Work to complete> Copying each record below exactly is the whole task.
=== Information ===
//! HTTP route handlers. Each one is a thin adapter over `SessionCoordinator`.

use std::convert::Infallible;

use axum::extract::rejection::JsonRejection;
use axum::extract::{Path, State};
use axum::response::sse::{Event, Sse};
use axum::Json;
use chrono::Utc;
use futures::{Stream, StreamExt};
use serde::Deserialize;
use serde_json::{json, Value};
use tracing::info;

use relay_core::{RelayError, SessionId, StreamEvent};

use crate::error::ApiError;
use crate::server::AppState;

#[derive(Debug, Default, Deserialize)]
#[serde(rename_all = "camelCase")]
pub struct ChatRequest {
    #[serde(default)]
    pub session_id: Option<String>,
    #[serde(default)]
    pub message: Option<String>,
    #[serde(default)]
    pub user_id: Option<String>,
}

fn path_session(raw: String) -> Result<SessionId, ApiError> {
    if raw.trim().is_empty() {
        return Err(RelayError::MalformedRequest("session id is required".into()).into());
    }
    Ok(SessionId::from_raw(raw))
}

fn to_sse(event: &StreamEvent) -> Event {
    Event::default()
        .event(event.event_type())
        .data(event.to_wire().to_string())
}

/// `GET /events/{session_id}`
pub async fn events(
    State(state): State<AppState>,
    Path(session_id): Path<String>,
) -> Result<Sse<impl Stream<Item = Result<Event, Infallible>>>, ApiError> {
    let session_id = path_session(session_id)?;
    info!(session_id = %session_id, "event stream requested");
    let stream = state.coordinator.attach_stream(&session_id);
    Ok(Sse::new(stream.into_stream().map(|event| Ok(to_sse(&event)))))
}

/// `POST /chat`
pub async fn chat(
    State(state): State<AppState>,
    payload: Result<Json<ChatRequest>, JsonRejection>,
) -> Result<Json<Value>, ApiError> {
    let Json(request) = payload?;
    let message = request
        .message
        .filter(|m| !m.trim().is_empty())
        .ok_or_else(|| RelayError::MalformedRequest("message is required".into()))?;
    let session_id = request
        .session_id
        .filter(|s| !s.trim().is_empty())
        .map(SessionId::from_raw);

    let receipt = state.coordinator.submit_user_message(
        session_id.as_ref(),
        request.user_id.as_deref(),
        &message,
    )?;

    Ok(Json(json!({
        "success": true,
        "type": "chat_started",
        "sessionId": receipt.session_id,
        "messageId": receipt.user_message.id(),
        "content": format!("Generating responses... ({} total)", receipt.total_responses),
        "messageCount": receipt.message_count,
        "totalResponses": receipt.total_responses,
        "processStatus": receipt.process_status,
        "timestamp": receipt.user_message.timestamp(),
    })))
}

/// `GET /sessions`
pub async fn list_sessions(State(state): State<AppState>) -> Result<Json<Value>, ApiError> {
    let overview = state.coordinator.list_sessions()?;
    Ok(Json(json!({
        "sessions": overview.sessions,
        "activeConnections": overview.active_connections,
        "persisted": overview.persisted,
        "total": overview.total,
        "timestamp": Utc::now(),
    })))
}

/// `GET /sessions/{id}/messages`
pub async fn session_messages(
    State(state): State<AppState>,
    Path(session_id): Path<String>,
) -> Result<Json<Value>, ApiError> {
    let session_id = path_session(session_id)?;
    let messages = state.coordinator.get_history(&session_id)?;
    Ok(Json(json!({
        "success": true,
        "sessionId": session_id,
        "messages": messages,
        "timestamp": Utc::now(),
    })))
}

/// `DELETE /sessions/{id}`
pub async fn delete_session(
    State(state): State<AppState>,
    Path(session_id): Path<String>,
) -> Result<Json<Value>, ApiError> {
    let session_id = path_session(session_id)?;
    let existed = state.coordinator.delete_session(&session_id).await?;
    Ok(Json(json!({
        "success": true,
        "sessionId": session_id,
        "existed": existed,
        "timestamp": Utc::now(),
    })))
}

/// `POST /sessions/{id}/process/advance`
pub async fn advance_process(
    State(state): State<AppState>,
    Path(session_id): Path<String>,
) -> Result<Json<Value>, ApiError> {
    let session_id = path_session(session_id)?;
    let status = state.coordinator.advance_process_status(&session_id)?;
    Ok(Json(json!({
        "success": true,
        "sessionId": session_id,
        "processStatus": status,
    })))
}

/// `DELETE /sessions/{id}/stream`
pub async fn detach_stream(
    State(state): State<AppState>,
    Path(session_id): Path<String>,
) -> Result<Json<Value>, ApiError> {
    let session_id = path_session(session_id)?;
    let detached = state.coordinator.detach_stream(&session_id);
    Ok(Json(json!({
        "success": true,
        "sessionId": session_id,
        "detached": detached,
    })))
}

/// `GET /health`
pub async fn health(State(state): State<AppState>) -> Json<Value> {
    Json(json!({
        "status": "healthy",
        "activeConnections": state.coordinator.registry().streaming_count(),
        "parkedChannels": state.coordinator.registry().parked_count(),
        "sessions": state.coordinator.session_count(),
        "timestamp": Utc::now(),
    }))
}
===
Task result>
//! HTTP route handlers. Each one is a thin adapter over `SessionCoordinator`.

use std::convert::Infallible;

use axum::extract::rejection::JsonRejection;
use axum::extract::{Path, State};
use axum::response::sse::{Event, Sse};
use axum::Json;
use chrono::Utc;
use futures::{Stream, StreamExt};
use serde::Deserialize;
use serde_json::{json, Value};
use tracing::info;

use relay_core::{RelayError, SessionId, StreamEvent};

use crate::error::ApiError;
use crate::server::AppState;

#[derive(Debug, Default, Deserialize)]
#[serde(rename_all = "camelCase")]
pub struct ChatRequest {
    #[serde(default)]
    pub session_id: Option<String>,
    #[serde(default)]
    pub message: Option<String>,
    #[serde(default)]
    pub user_id: Option<String>,
}

fn path_session(raw: String) -> Result<SessionId, ApiError> {
    if raw.trim().is_empty() {
        return Err(RelayError::MalformedRequest("session id is required".into()).into());
    }
    Ok(SessionId::from_raw(raw))
}

fn to_sse(event: &StreamEvent) -> Event {
    Event::default()
        .event(event.event_type())
        .data(event.to_wire().to_string())
}

/// `GET /events/{session_id}`
pub async fn events(
    State(state): State<AppState>,
    Path(session_id): Path<String>,
) -> Result<Sse<impl Stream<Item = Result<Event, Infallible>>>, ApiError> {
    let session_id = path_session(session_id)?;
    info!(session_id = %session_id, "event stream requested");
    let stream = state.coordinator.attach_stream(&session_id);
    Ok(Sse::new(stream.into_stream().map(|event| Ok(to_sse(&event)))))
}

/// `POST /chat`
pub async fn chat(
    State(state): State<AppState>,
    payload: Result<Json<ChatRequest>, JsonRejection>,
) -> Result<Json<Value>, ApiError> {
    let Json(request) = payload?;
    let message = request
        .message
        .filter(|m| !m.trim().is_empty())
        .ok_or_else(|| RelayError::MalformedRequest("message is required".into()))?;
    let session_id = request
        .session_id
        .filter(|s| !s.trim().is_empty())
        .map(SessionId::from_raw);

    let receipt = state.coordinator.submit_user_message(
        session_id.as_ref(),
        request.user_id.as_deref(),
        &message,
    )?;

    Ok(Json(json!({
        "success": true,
        "type": "chat_started",
        "sessionId": receipt.session_id,
        "messageId": receipt.user_message.id(),
        "content": format!("Generating responses... ({} total)", receipt.total_responses),
        "messageCount": receipt.message_count,
        "totalResponses": receipt.total_responses,
        "processStatus": receipt.process_status,
        "timestamp": receipt.user_message.timestamp(),
    })))
}

/// `GET /sessions`
pub async fn list_sessions(State(state): State<AppState>) -> Result<Json<Value>, ApiError> {
    let overview = state.coordinator.list_sessions()?;
    Ok(Json(json!({
        "sessions": overview.sessions,
        "activeConnections": overview.active_connections,
        "persisted": overview.persisted,
        "total": overview.total,
        "timestamp": Utc::now(),
    })))
}

/// `GET /sessions/{id}/messages`
pub async fn session_messages(
    State(state): State<AppState>,
    Path(session_id): Path<String>,
) -> Result<Json<Value>, ApiError> {
    let session_id = path_session(session_id)?;
    let messages = state.coordinator.get_history(&session_id)?;
    Ok(Json(json!({
        "success": true,
        "sessionId": session_id,
        "messages": messages,
        "timestamp": Utc::now(),
    })))
}

/// `DELETE /sessions/{id}`
pub async fn delete_session(
    State(state): State<AppState>,
    Path(session_id): Path<String>,
) -> Result<Json<Value>, ApiError> {
    let session_id = path_session(session_id)?;
    let existed = state.coordinator.delete_session(&session_id).await?;
    Ok(Json(json!({
        "success": true,
        "sessionId": session_id,
        "existed": existed,
        "timestamp": Utc::now(),
    })))
}

/// `POST /sessions/{id}/process/advance`
pub async fn advance_process(
    State(state): State<AppState>,
    Path(session_id): Path<String>,
) -> Result<Json<Value>, ApiError> {
    let session_id = path_session(session_id)?;
    let status = state.coordinator.advance_process_status(&session_id)?;
    Ok(Json(json!({
        "success": true,
        "sessionId": session_id,
        "processStatus": status,
    })))
}

/// `DELETE /sessions/{id}/stream`
pub async fn detach_stream(
    State(state): State<AppState>,
    Path(session_id): Path<String>,
) -> Result<Json<Value>, ApiError> {
    let session_id = path_session(session_id)?;
    let detached = state.coordinator.detach_stream(&session_id);
    Ok(Json(json!({
        "success": true,
        "sessionId": session_id,
        "detached": detached,
    })))
}

/// `GET /health`
pub async fn health(State(state): State<AppState>) -> Json<Value> {
    Json(json!({
        "status": "healthy",
        "activeConnections": state.coordinator.registry().streaming_count(),
        "parkedChannels": state.coordinator.registry().parked_count(),
        "sessions": state.coordinator.session_count(),
        "timestamp": Utc::now(),
    }))
}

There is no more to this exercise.